(Source data)
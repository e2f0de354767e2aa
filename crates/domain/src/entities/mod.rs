//! Domain entities
//!
//! All entities are immutable value objects passed between layers by value.

mod conversation;
mod evaluation;
mod transcription;
mod tutor;

pub use conversation::{ConversationMessage, MessageRole};
pub use evaluation::{
    NO_SPEECH_FEEDBACK, NoSpeechResult, PronunciationEvaluation, PronunciationOutcome,
    Recommendation, WordAnalysis,
};
pub use transcription::{TranscriptionResult, WordObservation};
pub use tutor::{ConversationEvaluation, ConversationReply, LlmFeedback};
//! Text similarity based on longest matching blocks
//!
//! Ratcliff/Obershelp alignment: find the longest common block, then recurse
//! into the unmatched regions on either side. The ratio is `2*M / T` where
//! `M` counts matched characters and `T` is the combined length. Elements of
//! the second text that occur in more than 1% of its positions (texts of 200
//! characters or more) are not used to seed a match, which keeps long inputs
//! fast. The measure is not symmetric under argument swap.

use std::collections::HashMap;

/// Length from which popular characters of the second text stop seeding matches
const AUTOJUNK_MIN_LEN: usize = 200;

/// Case-insensitive similarity of two texts as a percentage in [0, 100]
///
/// Returns 0 when either text is empty.
#[must_use]
pub fn similarity(recognized: &str, expected: &str) -> f64 {
    if recognized.is_empty() || expected.is_empty() {
        return 0.0;
    }

    let a: Vec<char> = recognized.to_lowercase().chars().collect();
    let b: Vec<char> = expected.to_lowercase().chars().collect();

    BlockMatcher::new(&a, &b).ratio() * 100.0
}

struct BlockMatcher<'a> {
    a: &'a [char],
    b: &'a [char],
    /// Positions of every seedable character in `b`
    b_index: HashMap<char, Vec<usize>>,
}

/// A matching block: `a[i..i+size] == b[j..j+size]`
#[derive(Debug, Clone, Copy, PartialEq, Eq)]
struct Block {
    i: usize,
    j: usize,
    size: usize,
}

impl<'a> BlockMatcher<'a> {
    fn new(a: &'a [char], b: &'a [char]) -> Self {
        let mut b_index: HashMap<char, Vec<usize>> = HashMap::new();
        for (j, &ch) in b.iter().enumerate() {
            b_index.entry(ch).or_default().push(j);
        }

        if b.len() >= AUTOJUNK_MIN_LEN {
            let limit = b.len() / 100 + 1;
            b_index.retain(|_, positions| positions.len() <= limit);
        }

        Self { a, b, b_index }
    }

    fn ratio(&self) -> f64 {
        let total = self.a.len() + self.b.len();
        if total == 0 {
            return 1.0;
        }
        #[allow(clippy::cast_precision_loss)]
        let ratio = 2.0 * self.matched_len() as f64 / total as f64;
        ratio
    }

    fn matched_len(&self) -> usize {
        let mut matched = 0;
        let mut pending = vec![(0, self.a.len(), 0, self.b.len())];

        while let Some((a_lo, a_hi, b_lo, b_hi)) = pending.pop() {
            let block = self.longest_match(a_lo, a_hi, b_lo, b_hi);
            if block.size == 0 {
                continue;
            }
            matched += block.size;
            if a_lo < block.i && b_lo < block.j {
                pending.push((a_lo, block.i, b_lo, block.j));
            }
            if block.i + block.size < a_hi && block.j + block.size < b_hi {
                pending.push((block.i + block.size, a_hi, block.j + block.size, b_hi));
            }
        }

        matched
    }

    /// Longest block within `a[a_lo..a_hi]` and `b[b_lo..b_hi]`
    ///
    /// Ties resolve to the block starting earliest in `a`, then in `b`.
    fn longest_match(&self, a_lo: usize, a_hi: usize, b_lo: usize, b_hi: usize) -> Block {
        let mut best = Block {
            i: a_lo,
            j: b_lo,
            size: 0,
        };

        // run_len[j] = length of the match ending at a[i-1], b[j]
        let mut run_len: HashMap<usize, usize> = HashMap::new();
        for i in a_lo..a_hi {
            let mut next_run_len = HashMap::new();
            if let Some(positions) = self.b_index.get(&self.a[i]) {
                for &j in positions {
                    if j < b_lo {
                        continue;
                    }
                    if j >= b_hi {
                        break;
                    }
                    let k = j
                        .checked_sub(1)
                        .and_then(|prev| run_len.get(&prev))
                        .copied()
                        .unwrap_or(0)
                        + 1;
                    next_run_len.insert(j, k);
                    if k > best.size {
                        best = Block {
                            i: i + 1 - k,
                            j: j + 1 - k,
                            size: k,
                        };
                    }
                }
            }
            run_len = next_run_len;
        }

        // Popular characters never seed a block but may still extend one
        while best.i > a_lo && best.j > b_lo && self.a[best.i - 1] == self.b[best.j - 1] {
            best.i -= 1;
            best.j -= 1;
            best.size += 1;
        }
        while best.i + best.size < a_hi
            && best.j + best.size < b_hi
            && self.a[best.i + best.size] == self.b[best.j + best.size]
        {
            best.size += 1;
        }

        best
    }
}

• _Work order_
Your task is to gather all lines from the entries above that hold the word "push".

• _Solution for this exercise_
            b_index.entry(ch).or_default().push(j);
                pending.push((a_lo, block.i, b_lo, block.j));
                pending.push((block.i + block.size, a_hi, block.j + block.size, b_hi));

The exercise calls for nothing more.